*** Provided records ***

//! Filter predicate and comparator shared by every store backend.

use chrono::{DateTime, Utc};
use serde::{Deserialize, Serialize};
use std::cmp::Ordering;
use std::str::FromStr;

use crate::error::ValidationError;
use crate::ids::{ListId, UserId};
use crate::todo::{Priority, Todo};

/// Conjunction of optional todo criteria, always scoped to one user.
#[derive(Debug, Clone, PartialEq)]
pub struct TodoFilter {
    pub user_id: UserId,
    pub list_id: Option<ListId>,
    /// Case-insensitive substring over title, description and tags.
    pub search: Option<String>,
    pub priority: Option<Priority>,
    pub completed: Option<bool>,
    /// Exact tag membership.
    pub tag: Option<String>,
    pub due_from: Option<DateTime<Utc>>,
    pub due_to: Option<DateTime<Utc>>,
}

impl TodoFilter {
    /// A filter matching every todo the user owns.
    pub fn for_user(user_id: UserId) -> Self {
        Self {
            user_id,
            list_id: None,
            search: None,
            priority: None,
            completed: None,
            tag: None,
            due_from: None,
            due_to: None,
        }
    }

    pub fn matches(&self, todo: &Todo) -> bool {
        if todo.user_id != self.user_id {
            return false;
        }
        if let Some(list_id) = self.list_id {
            if todo.list_id != list_id {
                return false;
            }
        }
        if let Some(priority) = self.priority {
            if todo.priority != priority {
                return false;
            }
        }
        if let Some(completed) = self.completed {
            if todo.completed != completed {
                return false;
            }
        }
        if let Some(tag) = &self.tag {
            if !todo.tags.iter().any(|t| t == tag) {
                return false;
            }
        }
        if let Some(search) = &self.search {
            if !matches_search(todo, search) {
                return false;
            }
        }
        // A due-date window only matches todos that have a due date.
        if self.due_from.is_some() || self.due_to.is_some() {
            let Some(due) = todo.due_date else {
                return false;
            };
            if self.due_from.is_some_and(|from| due < from) {
                return false;
            }
            if self.due_to.is_some_and(|to| due > to) {
                return false;
            }
        }
        true
    }
}

fn matches_search(todo: &Todo, search: &str) -> bool {
    let needle = search.to_lowercase();
    todo.title.to_lowercase().contains(&needle)
        || todo.description.to_lowercase().contains(&needle)
        || todo.tags.iter().any(|t| t.to_lowercase().contains(&needle))
}

/// Sortable todo fields.
#[derive(Debug, Clone, Copy, PartialEq, Eq, Serialize, Deserialize)]
#[serde(rename_all = "snake_case")]
pub enum SortField {
    Title,
    Priority,
    DueDate,
    CreatedAt,
    UpdatedAt,
    SortOrder,
}

impl FromStr for SortField {
    type Err = ValidationError;

    fn from_str(s: &str) -> Result<Self, Self::Err> {
        match s {
            "title" => Ok(SortField::Title),
            "priority" => Ok(SortField::Priority),
            "due_date" => Ok(SortField::DueDate),
            "created_at" => Ok(SortField::CreatedAt),
            "updated_at" => Ok(SortField::UpdatedAt),
            "sort_order" => Ok(SortField::SortOrder),
            other => Err(ValidationError::new(format!("unknown sort field '{other}'"))),
        }
    }
}

#[derive(Debug, Clone, Copy, PartialEq, Eq, Serialize, Deserialize)]
#[serde(rename_all = "lowercase")]
pub enum SortDirection {
    Asc,
    Desc,
}

impl FromStr for SortDirection {
    type Err = ValidationError;

    fn from_str(s: &str) -> Result<Self, Self::Err> {
        match s {
            "asc" => Ok(SortDirection::Asc),
            "desc" => Ok(SortDirection::Desc),
            other => Err(ValidationError::new(format!(
                "unknown sort direction '{other}', expected asc or desc"
            ))),
        }
    }
}

/// Total order over todos for query results.
///
/// Ties on the sort key always fall back to id ascending, whatever the
/// direction.
#[derive(Debug, Clone, Copy, PartialEq, Eq)]
pub struct TodoSort {
    pub field: SortField,
    pub direction: SortDirection,
}

impl Default for TodoSort {
    fn default() -> Self {
        Self {
            field: SortField::CreatedAt,
            direction: SortDirection::Desc,
        }
    }
}

impl TodoSort {
    pub fn new(field: SortField, direction: SortDirection) -> Self {
        Self { field, direction }
    }

    pub fn compare(&self, a: &Todo, b: &Todo) -> Ordering {
        // Absent due dates order before present ones in ascending order.
        let key = match self.field {
            SortField::Title => a.title.cmp(&b.title),
            SortField::Priority => a.priority.cmp(&b.priority),
            SortField::DueDate => a.due_date.cmp(&b.due_date),
            SortField::CreatedAt => a.created_at.cmp(&b.created_at),
            SortField::UpdatedAt => a.updated_at.cmp(&b.updated_at),
            SortField::SortOrder => a.sort_order.cmp(&b.sort_order),
        };
        let key = match self.direction {
            SortDirection::Asc => key,
            SortDirection::Desc => key.reverse(),
        };
        key.then_with(|| a.id.cmp(&b.id))
    }
}
// Roster Storage Layer
//
// Abstract store interface with pluggable backends

pub mod json;
pub mod memory;
pub mod trait_;

pub use json::JsonStore;
pub use memory::{create_memory_store, MemoryStore};
pub use trait_::*;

*** End of Provided records ***

**Requirement:** What is needed is a word-for-word restatement of every line from the one with "pub mod json;" to the end of the entries above.

**Your response:**
pub mod json;
pub mod memory;
pub mod trait_;

pub use json::JsonStore;
pub use memory::{create_memory_store, MemoryStore};
pub use trait_::*;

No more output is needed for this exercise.